Students camp out for Snyder v. Phelps, meet crazies
On the Docket, Georgetown’s Supreme Court society, made its first trip of the semester to the high court this week. The group of ten students camped on Monday and Tuesday nights to secure seats for the oral arguments in Snyder v. Phelps.
After Fred Phelp‘s virulently anti-gay Westboro Baptist Church protested the private funeral of Marine Lance Corporal Matthew Synder, who was killed in Iraq four years ago, Snyder’s family sued the church for defamation and the “intentional infliction of emotional distress.”
As a “captive audience,” the family argues, and the church’s free speech should be limited, even though protesters stood outside of the 1000-foot radius established by Congress.
“No matter which way the court goes, it’s going to be a dramatic rewriting of the First Amendment, [which] the court has not categorically supported,” Parul Aggarwal (SFS ’12), On the Docket treasurer, said. “I believe that the captive audience theory applies even at one thousand feet.”
On Tuesday night, On the Docket met Glynis Bethel, who after inviting her family to the front of the line, informed the students, “This is Snyder v. God.” Later, she added, “Santa Claus is Satan.”
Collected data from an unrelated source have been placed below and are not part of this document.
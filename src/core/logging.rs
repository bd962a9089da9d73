//! Structured logging setup
//!
//! Initializes the tracing ecosystem from [`LoggingConfig`]: json or text
//! output, stdout or size-rotated files, level via `RUST_LOG` or config.

use crate::core::config::LoggingConfig;
use anyhow::{Context, Result};
use std::io::Write;
use std::path::{Path, PathBuf};
use std::sync::atomic::{AtomicU64, Ordering};
use std::sync::Mutex;
use tracing::Level;
use tracing_appender::non_blocking::WorkerGuard;
use tracing_subscriber::{
    fmt::{self, format::FmtSpan},
    layer::SubscriberExt,
    util::SubscriberInitExt,
    EnvFilter, Layer,
};

/// Holds the non-blocking writer guard for the lifetime of the process
pub struct Logger {
    _guard: Option<WorkerGuard>,
}

impl Logger {
    /// Initialize the global tracing subscriber from configuration
    pub fn init(config: &LoggingConfig) -> Result<Self> {
        let level = parse_log_level(&config.level)?;

        let env_filter = EnvFilter::try_from_default_env()
            .unwrap_or_else(|_| EnvFilter::new(level.as_str()));

        let (writer, guard) = match config.output.as_str() {
            "stdout" => {
                let (non_blocking, guard) = tracing_appender::non_blocking(std::io::stdout());
                (non_blocking, Some(guard))
            }
            "file" => {
                let log_file = config
                    .log_file
                    .as_ref()
                    .context("log_file must be specified when output is 'file'")?;

                if let Some(parent) = log_file.parent() {
                    std::fs::create_dir_all(parent).context("Failed to create log directory")?;
                }

                let appender =
                    SizeRotatingWriter::open(log_file, config.max_file_size, config.max_backups)?;
                let (non_blocking, guard) = tracing_appender::non_blocking(appender);
                (non_blocking, Some(guard))
            }
            other => anyhow::bail!("Invalid logging output: {}", other),
        };

        let fmt_layer = match config.format.as_str() {
            "json" => fmt::layer()
                .json()
                .with_writer(writer)
                .with_span_events(FmtSpan::CLOSE)
                .with_current_span(true)
                .with_target(true)
                .with_file(true)
                .with_line_number(true)
                .boxed(),
            "text" => fmt::layer()
                .with_writer(writer)
                .with_span_events(FmtSpan::CLOSE)
                .with_target(true)
                .boxed(),
            other => anyhow::bail!("Invalid logging format: {}", other),
        };

        tracing_subscriber::registry()
            .with(env_filter)
            .with(fmt_layer)
            .try_init()
            .context("Failed to initialize tracing subscriber")?;

        tracing::info!(
            level = %config.level,
            format = %config.format,
            output = %config.output,
            "Logging system initialized"
        );

        Ok(Logger { _guard: guard })
    }
}

fn parse_log_level(level: &str) -> Result<Level> {
    match level.to_lowercase().as_str() {
        "trace" => Ok(Level::TRACE),
        "debug" => Ok(Level::DEBUG),
        "info" => Ok(Level::INFO),
        "warn" => Ok(Level::WARN),
        "error" => Ok(Level::ERROR),
        _ => anyhow::bail!("Invalid log level: {}", level),
    }
}

/// File writer that rotates `file -> file.1 -> ... -> file.N` by size
pub struct SizeRotatingWriter {
    path: PathBuf,
    max_size: u64,
    max_backups: u32,
    file: Mutex<Option<std::fs::File>>,
    written: AtomicU64,
}

impl SizeRotatingWriter {
    /// Open the writer for the given log file path
    pub fn open(path: &Path, max_size: u64, max_backups: u32) -> Result<Self> {
        Ok(Self {
            path: path.to_path_buf(),
            max_size,
            max_backups,
            file: Mutex::new(None),
            written: AtomicU64::new(0),
        })
    }

    fn backup_path(&self, index: u32) -> PathBuf {
        let mut name = self.path.as_os_str().to_os_string();
        name.push(format!(".{}", index));
        PathBuf::from(name)
    }

    fn rotate(&self) -> std::io::Result<()> {
        *self.file.lock().unwrap() = None;

        for i in (1..self.max_backups).rev() {
            let from = self.backup_path(i);
            if from.exists() {
                let to = self.backup_path(i + 1);
                let _ = std::fs::remove_file(&to);
                std::fs::rename(&from, &to)?;
            }
        }

        if self.path.exists() {
            let first = self.backup_path(1);
            let _ = std::fs::remove_file(&first);
            std::fs::rename(&self.path, &first)?;
        }

        self.written.store(0, Ordering::SeqCst);
        Ok(())
    }

    fn ensure_open(&self) -> std::io::Result<std::sync::MutexGuard<'_, Option<std::fs::File>>> {
        let mut guard = self.file.lock().unwrap();
        if guard.is_none() {
            let file = std::fs::OpenOptions::new()
                .create(true)
                .append(true)
                .open(&self.path)?;
            self.written.store(file.metadata()?.len(), Ordering::SeqCst);
            *guard = Some(file);
        }
        Ok(guard)
    }
}

impl Write for SizeRotatingWriter {
    fn write(&mut self, buf: &[u8]) -> std::io::Result<usize> {
        if self.written.load(Ordering::SeqCst) + buf.len() as u64 > self.max_size {
            self.rotate()?;
        }

        let mut guard = self.ensure_open()?;
        let written = guard.as_mut().unwrap().write(buf)?;
        self.written.fetch_add(written as u64, Ordering::SeqCst);
        Ok(written)
    }

    fn flush(&mut self) -> std::io::Result<()> {
        let mut guard = self.ensure_open()?;
        if let Some(file) = guard.as_mut() {
            file.flush()?;
        }
        Ok(())
    }
}

#[cfg(test)]
mod tests {
    use super::*;
    use tempfile::TempDir;

    #[test]
    fn test_parse_log_level() {
        assert!(matches!(parse_log_level("debug"), Ok(Level::DEBUG)));
        assert!(matches!(parse_log_level("INFO"), Ok(Level::INFO)));
        assert!(matches!(parse_log_level("warn"), Ok(Level::WARN)));
        assert!(parse_log_level("loud").is_err());
    }

    #[test]
    fn test_backup_paths() {
        let writer = SizeRotatingWriter::open(Path::new("/tmp/logs/harbor.log"), 1024, 3).unwrap();
        assert_eq!(writer.backup_path(1), PathBuf::from("/tmp/logs/harbor.log.1"));
        assert_eq!(writer.backup_path(2), PathBuf::from("/tmp/logs/harbor.log.2"));
    }

    #[test]
    fn test_rotation_by_size() {
        let dir = TempDir::new().unwrap();
        let log = dir.path().join("harbor.log");
        let mut writer = SizeRotatingWriter::open(&log, 16, 2).unwrap();

        writer.write_all(b"0123456789").unwrap();
        writer.flush().unwrap();
        // exceeds the 16-byte cap, forces a rotation
        writer.write_all(b"abcdefghij").unwrap();
        writer.flush().unwrap();

        assert!(log.exists());
        assert!(dir.path().join("harbor.log.1").exists());
    }
}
The concrete sidewalk in front of the Supreme Court is neither the warmest or softest surface for sleeping. Nonetheless, students placed empty pizza boxes on the ground and set up a cozy nest, complete with a wall of umbrellas to shield from sprinklers that went off at night.
At 5:45 AM, twenty-six members of Westboro Baptist Church arrived. Shirley Phelps-Roper, spokeswoman of the Church, spoke with Vox.
“The make-up of this court is unique—six Catholics and three Jews,” Phelps-Roper said. “And…priests rape children and the Jews killed Jesus.”
By 9:00 AM, approximately 120 people had gathered outside the Supreme Court. Only fifty people—including every On the Docket member—were admitted to the court to hear the hour-long arguments.